The doctor is likely to talk about the importance of the human touch or about how subjective the “art of medicine” is.
Yes, these are important factors in medicine. But providing personalized care in the future will require much more than that.
With the advent of gene sequencing and the exponential growth of medical information, physicians won’t be able to meet the unique medical requirements of individual patients without advanced IT systems.
As medical knowledge advances, the perceived rift between “high tech” and “high touch” is becoming a relic of the past.
Telling a patient he has cancer requires time, compassion and well-honed interpersonal skills. This is the traditional art of medicine. But figuring out the exact cancer treatment — given dozens of alternatives, the patient’s unique genetics and the many sub-types of each cancer – is more a matter of technology and science. Increasingly, treatment possibilities exceed the human mind.

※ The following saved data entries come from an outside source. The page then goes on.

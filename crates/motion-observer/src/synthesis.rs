use glam::{Quat, Vec3};
use motion_math::{apply_rotation, euler_to_quaternion, multiply, subtract, STANDARD_GRAVITY};
use std::f32::consts::FRAC_1_SQRT_2;

use crate::platform::AxisConvention;
use crate::types::{AccelerationEvent, OrientationEvent, RawAxes, RawMotion, RawOrientation};

/// -90 degrees about X: turns the sensor frame (looking out of the back of
/// the device) into a forward-looking world frame.
const BACK_CAMERA_CORRECTION: Quat = Quat::from_xyzw(-FRAC_1_SQRT_2, 0.0, 0.0, FRAC_1_SQRT_2);

/// What the accelerometer reads at rest in the world frame (Y up).
const WORLD_GRAVITY: Vec3 = Vec3::new(0.0, STANDARD_GRAVITY, 0.0);

/// Build an orientation event from a raw platform reading.
pub fn orientation_event(raw: &RawOrientation) -> OrientationEvent {
    let alpha = raw.alpha.unwrap_or(0.0).to_radians();
    let beta = raw.beta.unwrap_or(0.0).to_radians();
    let gamma = raw.gamma.unwrap_or(0.0).to_radians();

    // Device angles come as (Z, X, Y); the Euler step takes X, Y, Z.
    let euler = Vec3::new(beta, alpha, -gamma);
    let quaternion = multiply(euler_to_quaternion(euler), BACK_CAMERA_CORRECTION);

    let mut event = OrientationEvent::new(quaternion, Vec3::new(alpha, beta, gamma), raw.absolute);
    event.compass_heading = raw.compass_heading.map(f32::to_radians);
    event.compass_accuracy = raw.compass_accuracy.map(f32::to_radians);
    event
}

/// Gravity-free acceleration as measured by the platform.
pub fn measured_acceleration(raw: &RawMotion, convention: AxisConvention) -> AccelerationEvent {
    let acceleration = normalize(&raw.acceleration, convention, 0.0);
    AccelerationEvent::new(acceleration, raw.interval_ms, false)
}

/// Acceleration including gravity, in the standard sign convention.
pub fn including_gravity(raw: &RawMotion, convention: AxisConvention) -> AccelerationEvent {
    AccelerationEvent::new(including_gravity_vector(raw, convention), raw.interval_ms, false)
}

/// Estimate gravity-free acceleration by removing gravity as seen from
/// `orientation`. Returns `None` until an orientation is known.
pub fn derived_acceleration(
    raw: &RawMotion,
    convention: AxisConvention,
    orientation: Option<Quat>,
) -> Option<AccelerationEvent> {
    let orientation = orientation?;
    // The orientation maps device to world; gravity goes the other way.
    let gravity = apply_rotation(WORLD_GRAVITY, orientation.conjugate());
    let acceleration = subtract(including_gravity_vector(raw, convention), gravity);
    Some(AccelerationEvent::new(acceleration, raw.interval_ms, true))
}

fn including_gravity_vector(raw: &RawMotion, convention: AxisConvention) -> Vec3 {
    // A missing vertical reading means "at rest", never weightless.
    let missing_z = STANDARD_GRAVITY * convention.signs().z;
    normalize(&raw.acceleration_including_gravity, convention, missing_z)
}

fn normalize(axes: &RawAxes, convention: AxisConvention, missing_z: f32) -> Vec3 {
    let reading = Vec3::new(
        axes.x.unwrap_or(0.0),
        axes.y.unwrap_or(0.0),
        axes.z.unwrap_or(missing_z),
    );
    reading * convention.signs()
}
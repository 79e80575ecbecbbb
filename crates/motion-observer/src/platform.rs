use glam::Vec3;
use std::sync::OnceLock;

/// Sign convention the platform uses for acceleration axes.
#[derive(Debug, Clone, Copy, PartialEq, Eq)]
pub enum AxisConvention {
    /// Device at rest, face up, reads +g on Z.
    Standard,
    /// Every axis is reported with the opposite sign.
    Inverted,
}

impl AxisConvention {
    /// Per-axis multipliers that bring a reading into the standard convention.
    pub fn signs(self) -> Vec3 {
        match self {
            AxisConvention::Standard => Vec3::ONE,
            AxisConvention::Inverted => Vec3::NEG_ONE,
        }
    }
}

/// Process-wide facts about the host platform.
#[derive(Debug, Clone, Copy, PartialEq, Eq)]
pub struct Platform {
    /// Sensor events are gated behind a permission prompt.
    pub requires_permission: bool,
    pub convention: AxisConvention,
}

impl Platform {
    pub const STANDARD: Platform = Platform {
        requires_permission: false,
        convention: AxisConvention::Standard,
    };

    /// The build target's platform, detected once per process.
    pub fn current() -> Platform {
        static CURRENT: OnceLock<Platform> = OnceLock::new();
        *CURRENT.get_or_init(|| {
            let platform = if cfg!(target_os = "ios") {
                Platform {
                    requires_permission: true,
                    convention: AxisConvention::Inverted,
                }
            } else {
                Platform::STANDARD
            };
            tracing::debug!(?platform, "Detected platform");
            platform
        })
    }

    /// Apply explicit overrides on top of this platform.
    pub fn with_overrides(
        self,
        requires_permission: Option<bool>,
        inverted_axes: Option<bool>,
    ) -> Self {
        Platform {
            requires_permission: requires_permission.unwrap_or(self.requires_permission),
            convention: match inverted_axes {
                Some(true) => AxisConvention::Inverted,
                Some(false) => AxisConvention::Standard,
                None => self.convention,
            },
        }
    }
}
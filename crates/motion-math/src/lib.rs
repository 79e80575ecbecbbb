//! Rotation math shared by the motion observer.
//!
//! Everything here is pure: no allocation, no state. Vectors and quaternions
//! are `glam` types; matrices are returned in row-major order to match the
//! layout consumers of orientation events expect.

use glam::{Mat4, Quat, Vec3};

/// Standard gravity in m/s^2.
pub const STANDARD_GRAVITY: f32 = 9.80665;

/// Componentwise `a - b`.
pub fn subtract(a: Vec3, b: Vec3) -> Vec3 {
    Vec3::new(a.x - b.x, a.y - b.y, a.z - b.z)
}

/// Rotate `v` by the unit quaternion `q` (`q * v * q^-1`).
///
/// Uses the two-cross-product form of the sandwich product:
/// `t = 2 (q.xyz x v)`, `v' = v + w t + q.xyz x t`.
pub fn apply_rotation(v: Vec3, q: Quat) -> Vec3 {
    let (qx, qy, qz, qw) = (q.x, q.y, q.z, q.w);

    let tx = 2.0 * (qy * v.z - qz * v.y);
    let ty = 2.0 * (qz * v.x - qx * v.z);
    let tz = 2.0 * (qx * v.y - qy * v.x);

    Vec3::new(
        v.x + qw * tx + qy * tz - qz * ty,
        v.y + qw * ty + qz * tx - qx * tz,
        v.z + qw * tz + qx * ty - qy * tx,
    )
}

/// Build a quaternion from Euler angles (radians) applied in Y, X, Z order.
///
/// `v.x`, `v.y` and `v.z` are the rotations about the X, Y and Z axes. The
/// result equals `Ry(v.y) * Rx(v.x) * Rz(v.z)` and is always unit-norm.
pub fn euler_to_quaternion(v: Vec3) -> Quat {
    let (s1, c1) = (v.x / 2.0).sin_cos();
    let (s2, c2) = (v.y / 2.0).sin_cos();
    let (s3, c3) = (v.z / 2.0).sin_cos();

    Quat::from_xyzw(
        s1 * c2 * c3 + c1 * s2 * s3,
        c1 * s2 * c3 - s1 * c2 * s3,
        c1 * c2 * s3 - s1 * s2 * c3,
        c1 * c2 * c3 + s1 * s2 * s3,
    )
}

/// Hamilton product `a * b`: applying the result rotates by `b` first, then `a`.
pub fn multiply(a: Quat, b: Quat) -> Quat {
    Quat::from_xyzw(
        a.w * b.x + a.x * b.w + a.y * b.z - a.z * b.y,
        a.w * b.y - a.x * b.z + a.y * b.w + a.z * b.x,
        a.w * b.z + a.x * b.y - a.y * b.x + a.z * b.w,
        a.w * b.w - a.x * b.x - a.y * b.y - a.z * b.z,
    )
}

/// Expand a unit quaternion into a 4x4 rotation matrix.
///
/// `q` is assumed to be unit-norm; nothing is validated.
#[rustfmt::skip]
pub fn quaternion_to_matrix(q: Quat) -> Matrix {
    let (x, y, z, w) = (q.x, q.y, q.z, q.w);
    let (x2, y2, z2) = (x + x, y + y, z + z);
    let (xx, xy, xz) = (x * x2, x * y2, x * z2);
    let (yy, yz, zz) = (y * y2, y * z2, z * z2);
    let (wx, wy, wz) = (w * x2, w * y2, w * z2);

    Matrix([
        1.0 - (yy + zz), xy - wz, xz + wy, 0.0,
        xy + wz, 1.0 - (xx + zz), yz - wx, 0.0,
        xz - wy, yz + wx, 1.0 - (xx + yy), 0.0,
        0.0, 0.0, 0.0, 1.0,
    ])
}

/// Rotation-only homogeneous transform, 16 components in row-major order.
///
/// The translation row and column are always `(0, 0, 0, 1)`.
#[derive(Debug, Clone, Copy, PartialEq)]
pub struct Matrix(pub [f32; 16]);

impl Matrix {
    #[rustfmt::skip]
    pub const IDENTITY: Matrix = Matrix([
        1.0, 0.0, 0.0, 0.0,
        0.0, 1.0, 0.0, 0.0,
        0.0, 0.0, 1.0, 0.0,
        0.0, 0.0, 0.0, 1.0,
    ]);

    /// Row-major elements.
    pub fn elements(&self) -> &[f32; 16] {
        &self.0
    }

    /// Element at `row`, `col`.
    pub fn get(&self, row: usize, col: usize) -> f32 {
        self.0[row * 4 + col]
    }

    /// Multiply a direction vector (w = 0) by this matrix.
    pub fn transform_vector3(&self, v: Vec3) -> Vec3 {
        let m = &self.0;
        Vec3::new(
            m[0] * v.x + m[1] * v.y + m[2] * v.z,
            m[4] * v.x + m[5] * v.y + m[6] * v.z,
            m[8] * v.x + m[9] * v.y + m[10] * v.z,
        )
    }
}

impl From<Matrix> for Mat4 {
    fn from(m: Matrix) -> Mat4 {
        // glam stores columns; a row-major array read as columns is the transpose.
        Mat4::from_cols_array(&m.0).transpose()
    }
}

#[cfg(test)]
mod tests {
    use super::*;

    const EPS: f32 = 1e-5;

    fn approx_vec(a: Vec3, b: Vec3) -> bool {
        (a - b).abs().max_element() < EPS
    }

    fn approx_quat(a: Quat, b: Quat) -> bool {
        (a.x - b.x).abs() < EPS
            && (a.y - b.y).abs() < EPS
            && (a.z - b.z).abs() < EPS
            && (a.w - b.w).abs() < EPS
    }

    /// Deterministic spread of Euler triples over (-pi, pi).
    fn sample_angles() -> Vec<Vec3> {
        let mut seed: u32 = 0x2545_f491;
        let mut next = move || {
            seed ^= seed << 13;
            seed ^= seed >> 17;
            seed ^= seed << 5;
            (seed as f32 / u32::MAX as f32) * 2.0 * std::f32::consts::PI - std::f32::consts::PI
        };
        (0..64).map(|_| Vec3::new(next(), next(), next())).collect()
    }

    #[test]
    fn subtract_is_componentwise() {
        let d = subtract(Vec3::new(1.0, 5.0, -2.0), Vec3::new(0.5, 5.0, 3.0));
        assert!(approx_vec(d, Vec3::new(0.5, 0.0, -5.0)));
    }

    #[test]
    fn rotation_matches_glam() {
        let q = Quat::from_axis_angle(Vec3::new(1.0, 2.0, -0.5).normalize(), 1.1);
        let v = Vec3::new(0.3, -4.0, 2.5);
        assert!(approx_vec(apply_rotation(v, q), q * v));
    }

    #[test]
    fn quarter_turn_about_x() {
        let q = Quat::from_rotation_x(std::f32::consts::FRAC_PI_2);
        let r = apply_rotation(Vec3::Y, q);
        assert!(approx_vec(r, Vec3::Z));
    }

    #[test]
    fn euler_order_is_yxz() {
        for v in sample_angles() {
            let (yaw, pitch, roll) = (v.y, v.x, v.z);
            let expected = Quat::from_rotation_y(yaw)
                * Quat::from_rotation_x(pitch)
                * Quat::from_rotation_z(roll);
            assert!(approx_quat(euler_to_quaternion(v), expected), "angles {v:?}");
        }
    }

    #[test]
    fn euler_quaternions_are_unit_norm() {
        for v in sample_angles() {
            let q = euler_to_quaternion(v);
            let norm_sq = q.x * q.x + q.y * q.y + q.z * q.z + q.w * q.w;
            assert!((norm_sq - 1.0).abs() < EPS, "angles {v:?} -> {norm_sq}");
        }
    }

    #[test]
    fn multiply_matches_hamilton_product() {
        let a = Quat::from_rotation_z(0.4);
        let b = Quat::from_rotation_x(-1.2);
        assert!(approx_quat(multiply(a, b), a * b));
        // Not commutative.
        assert!(!approx_quat(multiply(a, b), multiply(b, a)));
    }

    #[test]
    fn matrix_agrees_with_rotation() {
        for v in sample_angles() {
            let q = euler_to_quaternion(v);
            let m = quaternion_to_matrix(q);
            for basis in [Vec3::X, Vec3::Y, Vec3::Z] {
                assert!(
                    approx_vec(m.transform_vector3(basis), apply_rotation(basis, q)),
                    "angles {v:?} basis {basis:?}"
                );
            }
        }
    }

    #[test]
    fn matrix_has_no_translation() {
        let m = quaternion_to_matrix(euler_to_quaternion(Vec3::new(0.2, 1.3, -0.7)));
        for i in 0..3 {
            assert_eq!(m.get(i, 3), 0.0);
            assert_eq!(m.get(3, i), 0.0);
        }
        assert_eq!(m.get(3, 3), 1.0);
    }

    #[test]
    fn matrix_converts_to_glam() {
        let q = Quat::from_rotation_y(0.9);
        let ours: Mat4 = quaternion_to_matrix(q).into();
        let theirs = Mat4::from_quat(q);
        assert!(ours.abs_diff_eq(theirs, EPS));
    }

    #[test]
    fn identity_quaternion_gives_identity_matrix() {
        assert_eq!(quaternion_to_matrix(Quat::IDENTITY), Matrix::IDENTITY);
    }
}
use axum::{
    Json,
    extract::{Path, Query, State},
};
use serde::Deserialize;
use tracing::info;

use forum_types::api::{
    DeleteUserResponse, RoleUpdateRequest, RoleUpdateResponse, SuperadminStats, SystemLogEntry,
    SystemLogsResponse, UserProfile,
};
use forum_types::models::Role;

use crate::error::ApiError;
use crate::middleware::Superadmin;
use crate::validate::non_blank;
use crate::{AppState, run_blocking, views};

/// GET /superadmin/stats
pub async fn stats(
    State(state): State<AppState>,
    _caller: Superadmin,
) -> Result<Json<SuperadminStats>, ApiError> {
    let (totals, roles) = run_blocking(&state, |db| Ok((db.site_totals()?, db.role_distribution()?))).await?;
    Ok(Json(SuperadminStats {
        total_users: totals.users,
        total_posts: totals.posts,
        total_replies: totals.replies,
        total_groups: totals.groups,
        total_applications: totals.group_applications,
        total_reports: totals.group_reports,
        role_distribution: roles.into_iter().collect(),
    }))
}

#[derive(Debug, Deserialize)]
pub struct UsersQuery {
    #[serde(default = "default_limit")]
    pub limit: i64,
    #[serde(default)]
    pub offset: i64,
    pub role_filter: Option<String>,
}

fn default_limit() -> i64 {
    100
}

/// GET /superadmin/users
pub async fn list_users(
    State(state): State<AppState>,
    _caller: Superadmin,
    Query(query): Query<UsersQuery>,
) -> Result<Json<Vec<UserProfile>>, ApiError> {
    let limit = query.limit.clamp(1, 1000);
    let offset = query.offset.max(0);
    let role = non_blank(query.role_filter);

    let rows = run_blocking(&state, move |db| {
        Ok(db.list_users_by_role(limit, offset, role.as_deref())?)
    })
    .await?;
    Ok(Json(rows.into_iter().map(|r| views::profile(r, true)).collect()))
}

/// PATCH /superadmin/users/{user_id}/role
pub async fn update_role(
    State(state): State<AppState>,
    Superadmin(caller): Superadmin,
    Path(user_id): Path<String>,
    Json(req): Json<RoleUpdateRequest>,
) -> Result<Json<RoleUpdateResponse>, ApiError> {
    let role: Role = req
        .new_role
        .parse()
        .map_err(|_| ApiError::bad_request("Invalid role"))?;

    let target = user_id.clone();
    run_blocking(&state, move |db| {
        if !db.set_user_role(&target, role.as_str())? {
            return Err(ApiError::not_found("User not found"));
        }
        info!(user_id = %target, role = role.as_str(), by = %caller.id, "Role changed");
        Ok(())
    })
    .await?;

    Ok(Json(RoleUpdateResponse {
        success: true,
        user_id,
        role,
    }))
}

/// DELETE /superadmin/users/{user_id}
pub async fn delete_user(
    State(state): State<AppState>,
    Superadmin(caller): Superadmin,
    Path(user_id): Path<String>,
) -> Result<Json<DeleteUserResponse>, ApiError> {
    if user_id == caller.id {
        return Err(ApiError::bad_request("Cannot delete your own account"));
    }

    let target = user_id.clone();
    run_blocking(&state, move |db| {
        if db.delete_user(&target)? {
            info!(user_id = %target, by = %caller.id, "User deleted by superadmin");
        }
        Ok(())
    })
    .await?;

    Ok(Json(DeleteUserResponse {
        success: true,
        user_id,
        message: "User deleted successfully".into(),
    }))
}

#[derive(Debug, Deserialize)]
pub struct LogsQuery {
    #[serde(default = "default_limit")]
    pub limit: i64,
}

/// GET /superadmin/system/logs. Backed by the points ledger, which records
/// every reward and charge.
pub async fn system_logs(
    State(state): State<AppState>,
    _caller: Superadmin,
    Query(query): Query<LogsQuery>,
) -> Result<Json<SystemLogsResponse>, ApiError> {
    let limit = query.limit.clamp(1, 1000);
    let rows = run_blocking(&state, move |db| Ok(db.recent_point_records(limit)?)).await?;

    let logs: Vec<SystemLogEntry> = rows
        .into_iter()
        .map(|r| SystemLogEntry {
            id: r.id,
            user_id: r.user_id,
            username: r.username,
            points: r.points,
            reason: r.reason,
            created_at: r.created_at,
        })
        .collect();

    Ok(Json(SystemLogsResponse {
        message: format!("{} most recent point events", logs.len()),
        logs,
    }))
}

In addition, when doctors lament modern medical practice becoming impersonal, they fail to understand how most people prefer to manage their lives.
In today’s era of consumerism, if you ask patients what they mean by personalized medical care, they’ll talk about being able to decide how, when and where they obtain information and treatment — just like they do when they travel or buy retail products and services.
Today’s busy people want to receive care through technologically enabled alternatives like video visits and secure email, rather than through the traditional office visit. And they’re frustrated by a health care system that refuses to accommodate them.
There’s a waiting market for entrepreneurs who can help people receive care virtually, without having to miss work or school — particularly if the solutions are less expensive.
To meet these preferences, entrepreneurs need to look further than at the hundreds of millions of smartphones resting in the hands or pockets of Americans today.
Overcoming these barriers
Across history, it often has been the next generation that figures out how best to use new technology. Health care may be no different.
But if hungry entrepreneurs don’t want to wait 10 or 15 years for the demographics to change, they would be smart to provide solutions that use currently available technology to solve patient’s problems in the simplest and least expensive ways.